Thanks for the advice Rain, I'll pass it along. Honestly, even changing the code to have the error message show the value of $query is a bit beyond me right now, if you could point me in the right direction as to a walkthrough on how to do that (I feel awful asking for the actual code) it would be much appreciated. I will say that for the doctorId field the table is set to expect an integer.
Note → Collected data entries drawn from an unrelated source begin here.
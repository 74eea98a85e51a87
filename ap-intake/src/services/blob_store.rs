//! Attachment blob persistence.
//!
//! Path-prefixed by `YYYY/MM/DD/` and suffixed by event id. The
//! underlying store is swappable, so this is a thin trait plus a
//! filesystem-rooted implementation suitable for local
//! development and integration tests.

use async_trait::async_trait;
use chrono::{DateTime, Utc};
use std::path::PathBuf;
use tokio::io::{AsyncReadExt, AsyncWriteExt};

#[derive(Debug, thiserror::Error)]
pub enum BlobError {
    #[error("io error: {0}")]
    Io(#[from] std::io::Error),
}

impl crate::retry::Retriable for BlobError {
    fn is_retriable(&self) -> bool {
        true
    }
}

#[async_trait]
pub trait BlobStore: Send + Sync {
    async fn put(
        &self,
        received_at: DateTime<Utc>,
        event_id: &str,
        bytes: &[u8],
    ) -> Result<String, BlobError>;

    async fn get(&self, blob_url: &str) -> Result<Vec<u8>, BlobError>;
}

/// Builds the canonical `YYYY/MM/DD/{event_id}.pdf` path.
pub fn blob_path(received_at: DateTime<Utc>, event_id: &str) -> String {
    format!(
        "{:04}/{:02}/{:02}/{}.pdf",
        received_at.format("%Y"),
        received_at.format("%m"),
        received_at.format("%d"),
        event_id
    )
}

pub struct FilesystemBlobStore {
    root: PathBuf,
}

impl FilesystemBlobStore {
    pub fn new(root: impl Into<PathBuf>) -> Self {
        Self { root: root.into() }
    }
}

#[async_trait]
impl BlobStore for FilesystemBlobStore {
    async fn put(
        &self,
        received_at: DateTime<Utc>,
        event_id: &str,
        bytes: &[u8],
    ) -> Result<String, BlobError> {
        let relative = blob_path(received_at, event_id);
        let full_path = self.root.join(&relative);
        if let Some(parent) = full_path.parent() {
            tokio::fs::create_dir_all(parent).await?;
        }

        let mut file = tokio::fs::File::create(&full_path).await?;
        file.write_all(bytes).await?;
        Ok(relative)
    }

    async fn get(&self, blob_url: &str) -> Result<Vec<u8>, BlobError> {
        let full_path = self.root.join(blob_url);
        let mut file = tokio::fs::File::open(&full_path).await?;
        let mut buf = Vec::new();
        file.read_to_end(&mut buf).await?;
        Ok(buf)
    }
}

#[cfg(test)]
mod tests {
    use super::*;

    #[test]
    fn path_is_prefixed_by_date_and_suffixed_by_event_id() {
        let received_at = DateTime::parse_from_rfc3339("2024-03-07T12:00:00Z")
            .unwrap()
            .with_timezone(&Utc);
        assert_eq!(
            blob_path(received_at, "01HPQW8Z"),
            "2024/03/07/01HPQW8Z.pdf"
        );
    }

    #[tokio::test]
    async fn round_trips_through_the_filesystem() {
        let dir = tempfile::tempdir().unwrap();
        let store = FilesystemBlobStore::new(dir.path());
        let received_at = Utc::now();

        let url = store.put(received_at, "evt-1", b"%PDF-1.4 test").await.unwrap();
        let read_back = store.get(&url).await.unwrap();
        assert_eq!(read_back, b"%PDF-1.4 test");
    }
}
The only line we are interested in is this one: $query = "SELECT * FROM videoconferencerooms where doctorId=".$_GET["doctorId"]; PHP: Just as good coding practice I would change it to: $query = "SELECT * FROM videoconferencerooms where doctorId='{$_GET['doctorId']}'"; PHP: It may fix the problem. If not, and you want to see what the value of $query is simply add the following to your code after the line we are looking at. echo 'Query: '.$query; PHP: That will display something on the page to tell you what the query actually is. If you're not sure of the problem post what it says and will be very easy to diagnose. Hope this helps.
Perfect geforce, that showed me the error and I was able to fix the issue (the first "where doctorId" should have been something different). Thank you both so much for your help!!!